▶ [DATA FOR ANALYSIS]:
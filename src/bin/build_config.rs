// Build config.json from the Metric tool exports
//
// Usage: cargo run --bin build_config [pipeline.json]
//
// With no argument the defaults apply: exports in exported_data/, output to
// config.json. The output is regenerated and replaced on every run.

use anyhow::Context;
use metric_config::{pipeline, PipelineConfig};
use std::path::PathBuf;
use tracing_subscriber::{layer::SubscriberExt, util::SubscriberInitExt};

fn main() -> anyhow::Result<()> {
    // Initialize tracing (structured logging)
    tracing_subscriber::registry()
        .with(
            tracing_subscriber::EnvFilter::try_from_default_env()
                .unwrap_or_else(|_| "metric_config=info,warn".into()),
        )
        .with(tracing_subscriber::fmt::layer())
        .init();

    let config = match std::env::args_os().nth(1).map(PathBuf::from) {
        Some(path) => PipelineConfig::load(&path)
            .with_context(|| format!("Failed to load pipeline configuration: {:?}", path))?,
        None => PipelineConfig::default(),
    };

    tracing::info!("Configuration:");
    tracing::info!("  source_dir: {}", config.source_dir.display());
    tracing::info!("  output_path: {}", config.output_path.display());
    tracing::info!("  expected_habitats: {:?}", config.expected_habitats);

    let summary = pipeline::run(&config)
        .with_context(|| format!("Failed to build {}", config.output_path.display()))?;

    tracing::info!(
        "Done: {} habitats, {} globals, {} rewrites",
        summary.habitats,
        summary.globals,
        summary.report.total()
    );

    Ok(())
}
//! Table Generator
//!
//! Assembles the [`RawTable`] from a [`SourceSpec`], keeping the
//! methodology's wording verbatim. Validation is the generator's only job
//! beyond assembly: required files, columns and globals must be present,
//! every export must list the same habitats, and every label must be one
//! the rule set knows how to normalize. No values are interpreted here.

use std::collections::{BTreeMap, BTreeSet};

use serde_json::Value;
use tracing::{debug, info};

use crate::data::{SourceSpec, SourceTable, GLOBALS_FILE};
use crate::error::{PipelineError, Result};
use crate::normalizer::{RuleSet, Slot};
use crate::table::{RawCell, RawEntry, RawGlobal, RawTable};
use crate::utils::split_description;
use crate::vocabulary::{Field, Vocabulary};

/// Number of habitats in Biodiversity Metric 3.0
pub const METRIC_HABITAT_COUNT: usize = 128;

/// Globals that `globals.json` must define
pub const REQUIRED_GLOBALS: [Field; 6] = [
    Field::Distinctiveness,
    Field::Condition,
    Field::StrategicSignificance,
    Field::SpatialRisk,
    Field::Difficulty,
    Field::Depreciation,
];

#[derive(Debug, Clone, PartialEq, Eq)]
pub struct GeneratorOptions {
    /// Abort unless exactly this many habitats are exported
    pub expected_habitats: Option<usize>,
}

impl Default for GeneratorOptions {
    fn default() -> Self {
        GeneratorOptions {
            expected_habitats: Some(METRIC_HABITAT_COUNT),
        }
    }
}

/// Build the raw table, failing on the first specification error
pub fn generate(spec: &SourceSpec, rules: &RuleSet, options: &GeneratorOptions) -> Result<RawTable> {
    let globals = generate_globals(spec, rules)?;

    let distinctiveness = label_column(&spec.distinctiveness, Field::Distinctiveness, rules)?;
    let creation_difficulty =
        label_column(&spec.creation_difficulty, Field::CreationDifficulty, rules)?;
    let enhancement_difficulty =
        label_column(&spec.enhancement_difficulty, Field::EnhancementDifficulty, rules)?;
    let creation_time = grid_columns(&spec.creation_time, Field::CreationTime, rules)?;
    let enhancement_time = grid_columns(&spec.enhancement_time, Field::EnhancementTime, rules)?;

    // Distinctiveness export defines the habitat list
    let habitats: BTreeSet<&String> = distinctiveness.keys().collect();

    if let Some(expected) = options.expected_habitats {
        if habitats.len() != expected {
            return Err(PipelineError::specification(
                spec.distinctiveness.origin(),
                format!("expected {} habitats, found {}", expected, habitats.len()),
            ));
        }
    }

    same_habitats(&habitats, &creation_difficulty, &spec.creation_difficulty)?;
    same_habitats(&habitats, &enhancement_difficulty, &spec.enhancement_difficulty)?;
    same_habitats(&habitats, &creation_time, &spec.creation_time)?;
    same_habitats(&habitats, &enhancement_time, &spec.enhancement_time)?;

    let mut entries = BTreeMap::new();
    for (name, described) in &distinctiveness {
        let mut entry = RawEntry::new();
        entry.insert(Field::Habitat, RawCell::Label(name.clone()));
        entry.insert(Field::BroadHabitat, RawCell::Label(described.broad.clone()));
        entry.insert(Field::Distinctiveness, RawCell::Label(described.value.clone()));
        insert_cell(&mut entry, Field::CreationDifficulty, &creation_difficulty, name, RawCell::Label);
        insert_cell(&mut entry, Field::EnhancementDifficulty, &enhancement_difficulty, name, RawCell::Label);
        insert_cell(&mut entry, Field::CreationTime, &creation_time, name, RawCell::Grid);
        insert_cell(&mut entry, Field::EnhancementTime, &enhancement_time, name, RawCell::Grid);
        entries.insert(name.clone(), entry);
    }

    info!(
        "Generated raw table: {} globals, {} habitats",
        globals.len(),
        entries.len()
    );

    Ok(RawTable {
        globals,
        habitats: entries,
    })
}

/// A value taken from one habitat row
struct Described<T> {
    broad: String,
    value: T,
}

fn insert_cell<T: Clone>(
    entry: &mut RawEntry,
    field: Field,
    column: &BTreeMap<String, Described<T>>,
    name: &str,
    wrap: fn(T) -> RawCell,
) {
    // Presence is checked by same_habitats
    if let Some(described) = column.get(name) {
        entry.insert(field, wrap(described.value.clone()));
    }
}

fn generate_globals(spec: &SourceSpec, rules: &RuleSet) -> Result<BTreeMap<Field, RawGlobal>> {
    let origin = GLOBALS_FILE;
    let mut globals = BTreeMap::new();

    for (header, value) in &spec.globals {
        let field = Field::from_source_header(header).ok_or_else(|| {
            PipelineError::specification(origin, format!("unknown field '{}'", header))
        })?;

        let global = match (field.vocabulary(), value) {
            (Vocabulary::Number, Value::Number(number)) => RawGlobal::Scalar(number.clone()),
            (Vocabulary::Closed(_), Value::Object(scores)) => {
                let mut parsed = BTreeMap::new();
                for (label, score) in scores {
                    if !rules.recognizes(Slot::Label(field), label) {
                        return Err(unrecognized(origin, field, label));
                    }
                    let Value::Number(score) = score else {
                        return Err(PipelineError::specification(
                            origin,
                            format!("score for '{}' in '{}' is not a number", label, header),
                        ));
                    };
                    parsed.insert(label.clone(), score.clone());
                }
                RawGlobal::Scores(parsed)
            }
            _ => {
                return Err(PipelineError::specification(
                    origin,
                    format!("field '{}' has an unexpected shape", header),
                ))
            }
        };

        globals.insert(field, global);
    }

    for field in REQUIRED_GLOBALS {
        if !globals.contains_key(&field) {
            return Err(PipelineError::specification(
                origin,
                format!("missing required field '{}'", field.source_header()),
            ));
        }
    }

    debug!("Globals: {:?}", globals.keys().collect::<Vec<_>>());
    Ok(globals)
}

▶ [EXERCISE DESCRIPTION]:
Between the first line of the entries above and the line with "exported_data/, output to", both included, copy every line exactly and nothing outside that range.

▶ [ANSWER TO THIS EXERCISE]:
filename src/bin/build_config.rs
// Build config.json from the Metric tool exports
//
// Usage: cargo run --bin build_config [pipeline.json]
//
// With no argument the defaults apply: exports in exported_data/, output to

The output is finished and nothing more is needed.